Each record is to be printed exactly as given, down to the last mark.

DATA FOR REVIEW:
——

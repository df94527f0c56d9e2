// src/shared/mod.rs

// Declara o submódulo com a resposta genérica da API
pub mod shared_structs;
// Declara o submódulo com os erros do checkout e do armazenamento
pub mod erros;
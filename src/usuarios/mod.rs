// src/usuarios/mod.rs

// Declara o submódulo que contém as definições das structs de usuários
pub mod usuario_structs;
// Declara o submódulo que contém as funções de rota relacionadas a usuários
pub mod usuario_router;
// Declara o submódulo com o extrator de autenticação
pub mod auth_middleware;
// src/produtos/mod.rs

// Declara o submódulo com as structs de produto
pub mod produtos_structs;
// Declara o submódulo com o gateway de catálogo consumido pelo checkout
pub mod produtos_gateway;
// Declara o submódulo com as rotas de produto
pub mod produtos_router;
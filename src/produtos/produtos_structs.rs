// src/produtos/produtos_structs.rs

use serde::{Deserialize, Serialize};
use sqlx::FromRow;
use bigdecimal::BigDecimal;
use chrono::NaiveDateTime;

/// Estrutura para receber dados do novo produto na requisição POST
#[derive(Deserialize)]
pub struct NovoProduto {
    pub nome: String,
    pub descricao: String,
    pub imagem: String,
    pub preco: BigDecimal,
    pub estoque: i32,
}

/// Estrutura que representa um produto no banco de dados
/// Deriva FromRow para mapeamento direto de resultados de query SQL.
/// Clone é necessário porque o checkout trabalha sobre uma cópia em memória
/// antes de gravar o estoque abatido.
#[derive(Serialize, FromRow, Clone)]
pub struct Produto {
    pub id: i32,
    pub nome: String,
    pub descricao: String,
    pub imagem: String,
    pub preco: BigDecimal,
    pub estoque: i32,
    pub criado_em: NaiveDateTime,
}

/// Estrutura para a resposta da API ao buscar produtos
/// Usada para serializar os dados do produto para JSON
#[derive(Serialize)]
pub struct ProdutoResponse {
    pub id: i32,
    pub nome: String,
    pub descricao: String,
    pub imagem: String,
    pub preco: BigDecimal,
    pub estoque: i32,
}

impl From<Produto> for ProdutoResponse {
    fn from(p: Produto) -> Self {
        ProdutoResponse {
            id: p.id,
            nome: p.nome,
            descricao: p.descricao,
            imagem: p.imagem,
            preco: p.preco,
            estoque: p.estoque,
        }
    }
}
// src/checkout/checkout_router.rs

use actix_web::{post, web, HttpResponse};

use super::checkout_gateway::UnidadeCheckout;
use super::checkout_service::ServicoCheckout;
use super::checkout_structs::{CheckoutPayload, CheckoutResponse};
use crate::shared::erros::ErroCheckout;
use crate::usuarios::auth_middleware::AuthenticatedUser;
use crate::AppState;

/// Rota de checkout da sacola.
///
/// O extrator AuthenticatedUser barra requisições sem credencial válida
/// antes de qualquer trabalho; o id do usuário resolvido é repassado
/// explicitamente ao serviço. Toda a orquestração (validação, estoque,
/// total, pedido e itens) roda dentro de uma única transação: confirmada no
/// sucesso, desfeita em qualquer falha.
#[post("/api/v1/cart/checkout")]
pub async fn realizar_checkout(
    data: web::Data<AppState>,
    usuario: AuthenticatedUser,
    payload: web::Json<CheckoutPayload>,
) -> Result<HttpResponse, ErroCheckout> {
    let unidade = UnidadeCheckout::iniciar(&data.db_pool).await?;
    let mut servico = ServicoCheckout::new(unidade);

    match servico.realizar(&payload.itens, usuario.user_id).await {
        Ok(conclusao) => {
            servico.into_inner().confirmar().await?;

            log::info!(
                "Checkout do usuário {} concluído: pedido {}, total {}",
                usuario.user_id,
                conclusao.pedido_id,
                conclusao.total
            );

            Ok(HttpResponse::Ok().json(CheckoutResponse {
                pedido_id: conclusao.pedido_id,
                total: conclusao.total,
            }))
        }
        Err(erro) => {
            // Desfaz qualquer gravação parcial antes de propagar o erro.
            let _ = servico.into_inner().desfazer().await;
            Err(erro)
        }
    }
}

——

ANSWER TO THIS TASK:
repository df94527f0c56d9e2
// src/shared/mod.rs

// Declara o submódulo com a resposta genérica da API
pub mod shared_structs;
// Declara o submódulo com os erros do checkout e do armazenamento
pub mod erros;
filename src/usuarios/mod.rs
// src/usuarios/mod.rs

// Declara o submódulo que contém as definições das structs de usuários
pub mod usuario_structs;
// Declara o submódulo que contém as funções de rota relacionadas a usuários
pub mod usuario_router;
// Declara o submódulo com o extrator de autenticação
pub mod auth_middleware;
// src/produtos/mod.rs

// Declara o submódulo com as structs de produto
pub mod produtos_structs;
// Declara o submódulo com o gateway de catálogo consumido pelo checkout
pub mod produtos_gateway;
// Declara o submódulo com as rotas de produto
pub mod produtos_router;
filename src/produtos/produtos_structs.rs
// src/produtos/produtos_structs.rs

use serde::{Deserialize, Serialize};
use sqlx::FromRow;
use bigdecimal::BigDecimal;
use chrono::NaiveDateTime;

/// Estrutura para receber dados do novo produto na requisição POST
#[derive(Deserialize)]
pub struct NovoProduto {
    pub nome: String,
    pub descricao: String,
    pub imagem: String,
    pub preco: BigDecimal,
    pub estoque: i32,
}

/// Estrutura que representa um produto no banco de dados
/// Deriva FromRow para mapeamento direto de resultados de query SQL.
/// Clone é necessário porque o checkout trabalha sobre uma cópia em memória
/// antes de gravar o estoque abatido.
#[derive(Serialize, FromRow, Clone)]
pub struct Produto {
    pub id: i32,
    pub nome: String,
    pub descricao: String,
    pub imagem: String,
    pub preco: BigDecimal,
    pub estoque: i32,
    pub criado_em: NaiveDateTime,
}

/// Estrutura para a resposta da API ao buscar produtos
/// Usada para serializar os dados do produto para JSON
#[derive(Serialize)]
pub struct ProdutoResponse {
    pub id: i32,
    pub nome: String,
    pub descricao: String,
    pub imagem: String,
    pub preco: BigDecimal,
    pub estoque: i32,
}

impl From<Produto> for ProdutoResponse {
    fn from(p: Produto) -> Self {
        ProdutoResponse {
            id: p.id,
            nome: p.nome,
            descricao: p.descricao,
            imagem: p.imagem,
            preco: p.preco,
            estoque: p.estoque,
        }
    }
}
// src/checkout/checkout_router.rs

use actix_web::{post, web, HttpResponse};

use super::checkout_gateway::UnidadeCheckout;
use super::checkout_service::ServicoCheckout;
use super::checkout_structs::{CheckoutPayload, CheckoutResponse};
use crate::shared::erros::ErroCheckout;
use crate::usuarios::auth_middleware::AuthenticatedUser;
use crate::AppState;

/// Rota de checkout da sacola.
///
/// O extrator AuthenticatedUser barra requisições sem credencial válida
/// antes de qualquer trabalho; o id do usuário resolvido é repassado
/// explicitamente ao serviço. Toda a orquestração (validação, estoque,
/// total, pedido e itens) roda dentro de uma única transação: confirmada no
/// sucesso, desfeita em qualquer falha.
#[post("/api/v1/cart/checkout")]
pub async fn realizar_checkout(
    data: web::Data<AppState>,
    usuario: AuthenticatedUser,
    payload: web::Json<CheckoutPayload>,
) -> Result<HttpResponse, ErroCheckout> {
    let unidade = UnidadeCheckout::iniciar(&data.db_pool).await?;
    let mut servico = ServicoCheckout::new(unidade);

    match servico.realizar(&payload.itens, usuario.user_id).await {
        Ok(conclusao) => {
            servico.into_inner().confirmar().await?;

            log::info!(
                "Checkout do usuário {} concluído: pedido {}, total {}",
                usuario.user_id,
                conclusao.pedido_id,
                conclusao.total
            );

            Ok(HttpResponse::Ok().json(CheckoutResponse {
                pedido_id: conclusao.pedido_id,
                total: conclusao.total,
            }))
        }
        Err(erro) => {
            // Desfaz qualquer gravação parcial antes de propagar o erro.
            let _ = servico.into_inner().desfazer().await;
            Err(erro)
        }
    }
}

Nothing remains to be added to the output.